The Food and Drug Administration has recently strengthened its warning on NSAIDs due to recent studies that shows even small amounts of NSAIDs present a risk of heart attack, heart failure, or stroke. The updated warning is a result of a growing body of research into these widely used over the counter (OTC) drugs. While it was always presented as a risk, the new strengthened warning clarifies that NSAIDs may increase the risk of heart attack or stroke in all patients, with or without heart disease or risk factors for heart disease as previously thought.  Those with risk factors of heart disease should be particularly cautious because they are already at a higher baseline for such complications. The FDA will require new labels to reflect this developing research.

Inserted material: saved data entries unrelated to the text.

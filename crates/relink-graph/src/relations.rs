//! Corpus-derived relation table.
//!
//! The table maps each KB id to the set of ids it is related to, and is
//! symmetric by construction. It backs the `corpus` and `kb_corpus` link
//! policies; the plain `kb` policy runs without one.

use ahash::AHashMap;
use relink_common::{RelinkError, Result};
use std::collections::BTreeSet;
use std::fs;
use std::io;
use std::path::Path;
use tracing::info;

#[derive(Debug, Default, Clone)]
pub struct CorpusRelations {
    relations: AHashMap<String, BTreeSet<String>>,
}

impl CorpusRelations {
    /// Load a relation table from its JSON file (`{id: [related ids]}`).
    /// A missing file maps to [`RelinkError::MissingCorpusRelations`] since
    /// the caller only loads when the link policy requires the table.
    pub fn load(path: &Path) -> Result<Self> {
        let bytes = fs::read(path).map_err(|e| {
            if e.kind() == io::ErrorKind::NotFound {
                RelinkError::MissingCorpusRelations(path.display().to_string())
            } else {
                RelinkError::Io(e)
            }
        })?;
        let relations: AHashMap<String, BTreeSet<String>> = serde_json::from_slice(&bytes)?;
        info!(entries = relations.len(), file = %path.display(), "corpus relations loaded");
        Ok(Self { relations })
    }

    /// Build the table from cross-type interaction pairs `(partner, target)`:
    /// two target-type ids are related iff they interact with a shared
    /// partner. The result is symmetric.
    pub fn from_interaction_pairs<I>(pairs: I) -> Self
    where
        I: IntoIterator<Item = (String, String)>,
    {
        let mut by_partner: AHashMap<String, Vec<String>> = AHashMap::new();
        for (partner, target) in pairs {
            by_partner.entry(partner).or_default().push(target);
        }

        let mut relations: AHashMap<String, BTreeSet<String>> = AHashMap::new();
        for targets in by_partner.values() {
            for a in targets {
                for b in targets {
                    if a != b {
                        relations.entry(a.clone()).or_default().insert(b.clone());
                        relations.entry(b.clone()).or_default().insert(a.clone());
                    }
                }
            }
        }
        Self { relations }
    }

    pub fn save(&self, path: &Path) -> Result<()> {
        let sorted: std::collections::BTreeMap<&str, &BTreeSet<String>> = self
            .relations
            .iter()
            .map(|(id, set)| (id.as_str(), set))
            .collect();
        fs::write(path, serde_json::to_vec_pretty(&sorted)?)?;
        Ok(())
    }

    pub fn related(&self, id1: &str, id2: &str) -> bool {
        self.relations
            .get(id1)
            .is_some_and(|related| related.contains(id2))
    }

    pub fn len(&self) -> usize {
        self.relations.len()
    }

    pub fn is_empty(&self) -> bool {
        self.relations.is_empty()
    }
}
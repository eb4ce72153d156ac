//! Parser for the MeSH descriptor and supplemental-record XML distributions.
//!
//! Loading is a two-pass affair. The descriptor pass keeps records with at
//! least one tree number inside the configured subtree and created no later
//! than [`MESH_CUTOFF_YEAR`]; every in-subtree tree number is indexed to its
//! descriptor regardless of year so that edges can resolve through excluded
//! descriptors. The supplement pass attaches supplementary concept records to
//! descriptors that survived the first pass. Edges are resolved at the end:
//! an empty parent key means the subtree root, a known tree number resolves to
//! its descriptor, and anything else is kept verbatim.

use crate::model::{KbModel, KbModelBuilder};
use crate::source::{KbSource, MESH_CUTOFF_YEAR};
use ahash::AHashMap;
use quick_xml::events::Event;
use quick_xml::Reader;
use relink_common::{RelinkError, Result};
use std::fs::File;
use std::io::BufReader;
use std::path::Path;
use tracing::debug;

#[derive(Default)]
struct DescriptorRecord {
    ui: String,
    name: String,
    year: Option<i32>,
    tree_numbers: Vec<String>,
    synonyms: Vec<String>,
}

#[derive(Default)]
struct SupplementRecord {
    ui: String,
    name: String,
    year: Option<i32>,
    parents: Vec<String>,
    synonyms: Vec<String>,
}

pub fn parse_mesh(
    descriptor_path: &Path,
    supplement_path: &Path,
    source: KbSource,
) -> Result<KbModel> {
    let letter = source.subtree_letter().ok_or_else(|| {
        RelinkError::Config(format!("{source} is not backed by the MeSH XML distribution"))
    })?;

    let mut builder = KbModelBuilder::new(source);
    let mut tree_index: AHashMap<String, String> = AHashMap::new();
    // (parent key, child id) pairs, resolved once both passes are done
    let mut pending_edges: Vec<(String, String)> = Vec::new();

    let records = parse_descriptors(
        descriptor_path,
        letter,
        &mut builder,
        &mut tree_index,
        &mut pending_edges,
    )?;
    if records == 0 {
        return Err(RelinkError::MalformedKbFile(format!(
            "no descriptor records found in {}",
            descriptor_path.display()
        )));
    }
    parse_supplements(supplement_path, &mut builder, &mut pending_edges)?;

    for (parent_key, child_id) in pending_edges {
        let parent_id = if parent_key.is_empty() {
            source.root_id().to_string()
        } else if let Some(id) = tree_index.get(&parent_key) {
            id.clone()
        } else {
            parent_key
        };
        builder.add_edge(&parent_id, &child_id);
    }

    Ok(builder.finish())
}

fn parse_descriptors(
    path: &Path,
    letter: char,
    builder: &mut KbModelBuilder,
    tree_index: &mut AHashMap<String, String>,
    pending_edges: &mut Vec<(String, String)>,
) -> Result<usize> {
    let mut reader = Reader::from_reader(BufReader::new(File::open(path)?));
    reader.config_mut().trim_text(true);

    let mut current: Option<DescriptorRecord> = None;
    let mut in_descriptor_name = false;
    let mut in_date_created = false;
    let mut in_concept_list = false;
    let mut in_term = false;
    let mut current_text = String::new();
    let mut records = 0usize;

    let mut buf = Vec::new();
    loop {
        match reader.read_event_into(&mut buf) {
            Ok(Event::Start(e)) => match e.name().as_ref() {
                b"DescriptorRecord" => current = Some(DescriptorRecord::default()),
                b"DescriptorName" => in_descriptor_name = true,
                // Terms carry their own DateCreated, which must not win
                b"DateCreated" if !in_concept_list => in_date_created = true,
                b"ConceptList" => in_concept_list = true,
                b"Term" => in_term = true,
                _ => {}
            },
            Ok(Event::Text(e)) => {
                current_text = e.unescape().unwrap_or_default().to_string();
            }
            Ok(Event::End(e)) => {
                match e.name().as_ref() {
                    b"DescriptorUI" => {
                        // SeeRelated and pharmacological-action references
                        // repeat this element; the record's own comes first
                        if let Some(rec) = current.as_mut() {
                            if rec.ui.is_empty() {
                                rec.ui = current_text.clone();
                            }
                        }
                    }
                    b"String" => {
                        if let Some(rec) = current.as_mut() {
                            if in_descriptor_name && rec.name.is_empty() {
                                rec.name = current_text.clone();
                            } else if in_term {
                                rec.synonyms.push(current_text.clone());
                            }
                        }
                    }
                    b"Year" => {
                        if in_date_created {
                            if let Some(rec) = current.as_mut() {
                                if rec.year.is_none() {
                                    rec.year = current_text.parse().ok();
                                }
                            }
                        }
                    }
                    b"TreeNumber" => {
                        if let Some(rec) = current.as_mut() {
                            rec.tree_numbers.push(current_text.clone());
                        }
                    }
                    b"DescriptorName" => in_descriptor_name = false,
                    b"DateCreated" => in_date_created = false,
                    b"ConceptList" => in_concept_list = false,
                    b"Term" => in_term = false,
                    b"DescriptorRecord" => {
                        if let Some(rec) = current.take() {
                            records += 1;
                            flush_descriptor(rec, letter, builder, tree_index, pending_edges);
                        }
                    }
                    _ => {}
                }
                current_text.clear();
            }
            Ok(Event::Eof) => break,
            Err(e) => {
                return Err(RelinkError::MalformedKbFile(format!(
                    "{}: {e}",
                    path.display()
                )))
            }
            _ => {}
        }
        buf.clear();
    }

    debug!(records, file = %path.display(), "descriptor file parsed");
    Ok(records)
}

fn flush_descriptor(
    rec: DescriptorRecord,
    letter: char,
    builder: &mut KbModelBuilder,
    tree_index: &mut AHashMap<String, String>,
    pending_edges: &mut Vec<(String, String)>,
) {
    if rec.ui.is_empty() || rec.name.is_empty() {
        return;
    }

    let mut in_subtree = false;
    let mut parent_keys = Vec::new();
    for tree_number in &rec.tree_numbers {
        if tree_number.starts_with(letter) {
            in_subtree = true;
            tree_index.insert(tree_number.clone(), rec.ui.clone());
            parent_keys.push(parent_tree_key(tree_number).to_string());
        }
    }

    if in_subtree && rec.year.is_some_and(|year| year <= MESH_CUTOFF_YEAR) {
        builder.add_concept(&rec.ui, &rec.name);
        for key in parent_keys {
            pending_edges.push((key, rec.ui.clone()));
        }
        for synonym in &rec.synonyms {
            builder.add_synonym(synonym, &rec.ui);
        }
    }
}

fn parse_supplements(
    path: &Path,
    builder: &mut KbModelBuilder,
    pending_edges: &mut Vec<(String, String)>,
) -> Result<()> {
    let mut reader = Reader::from_reader(BufReader::new(File::open(path)?));
    reader.config_mut().trim_text(true);

    let mut current: Option<SupplementRecord> = None;
    let mut in_record_name = false;
    let mut in_date_created = false;
    let mut in_concept_list = false;
    let mut in_term = false;
    let mut in_heading_mapped = false;
    let mut current_text = String::new();
    let mut records = 0usize;

    let mut buf = Vec::new();
    loop {
        match reader.read_event_into(&mut buf) {
            Ok(Event::Start(e)) => match e.name().as_ref() {
                b"SupplementalRecord" => current = Some(SupplementRecord::default()),
                b"SupplementalRecordName" => in_record_name = true,
                b"DateCreated" if !in_concept_list => in_date_created = true,
                b"ConceptList" => in_concept_list = true,
                b"Term" => in_term = true,
                b"HeadingMappedToList" => in_heading_mapped = true,
                _ => {}
            },
            Ok(Event::Text(e)) => {
                current_text = e.unescape().unwrap_or_default().to_string();
            }
            Ok(Event::End(e)) => {
                match e.name().as_ref() {
                    b"SupplementalRecordUI" => {
                        if let Some(rec) = current.as_mut() {
                            if rec.ui.is_empty() {
                                rec.ui = current_text.clone();
                            }
                        }
                    }
                    b"String" => {
                        if let Some(rec) = current.as_mut() {
                            if in_record_name && rec.name.is_empty() {
                                rec.name = current_text.clone();
                            } else if in_term {
                                rec.synonyms.push(current_text.clone());
                            }
                        }
                    }
                    b"Year" => {
                        if in_date_created {
                            if let Some(rec) = current.as_mut() {
                                if rec.year.is_none() {
                                    rec.year = current_text.parse().ok();
                                }
                            }
                        }
                    }
                    b"DescriptorUI" => {
                        // Indexing-information references repeat this element
                        // outside the mapped-heading list
                        if in_heading_mapped {
                            if let Some(rec) = current.as_mut() {
                                let parent_id = current_text.trim_matches('*');
                                if builder.has_concept_id(parent_id) {
                                    rec.parents.push(parent_id.to_string());
                                }
                            }
                        }
                    }
                    b"SupplementalRecordName" => in_record_name = false,
                    b"DateCreated" => in_date_created = false,
                    b"ConceptList" => in_concept_list = false,
                    b"Term" => in_term = false,
                    b"HeadingMappedToList" => in_heading_mapped = false,
                    b"SupplementalRecord" => {
                        if let Some(rec) = current.take() {
                            if flush_supplement(rec, builder, pending_edges) {
                                records += 1;
                            }
                        }
                    }
                    _ => {}
                }
                current_text.clear();
            }
            Ok(Event::Eof) => break,
            Err(e) => {
                return Err(RelinkError::MalformedKbFile(format!(
                    "{}: {e}",
                    path.display()
                )))
            }
            _ => {}
        }
        buf.clear();
    }

    debug!(records, file = %path.display(), "supplemental records attached");
    Ok(())
}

Should you worry? Not if you are using these medications as directed. There seems to be a consensus from the medical community that more studies are needed before we empty out our medicine cabinets. Bruce Lambert, director of the Center for Communication and Health at Northwestern University, who specializes in drug safety communication shared his comments with the New York Times, “One of the underlying messages for this warning has to be there are no completely safe pain relievers, period.” Another article for NPR highlights the general rule of using caution with any medication.

Although the FDA’ s  new warnings need not cause alarm, the announcement is an important reminder to the millions of people that use NSAIDs on a daily basis that misuse or overuse of OTC drugs could result in severe health consequences. Patients that rely on these OTC painkillers long term should talk to their health care providers about reasonable alternatives.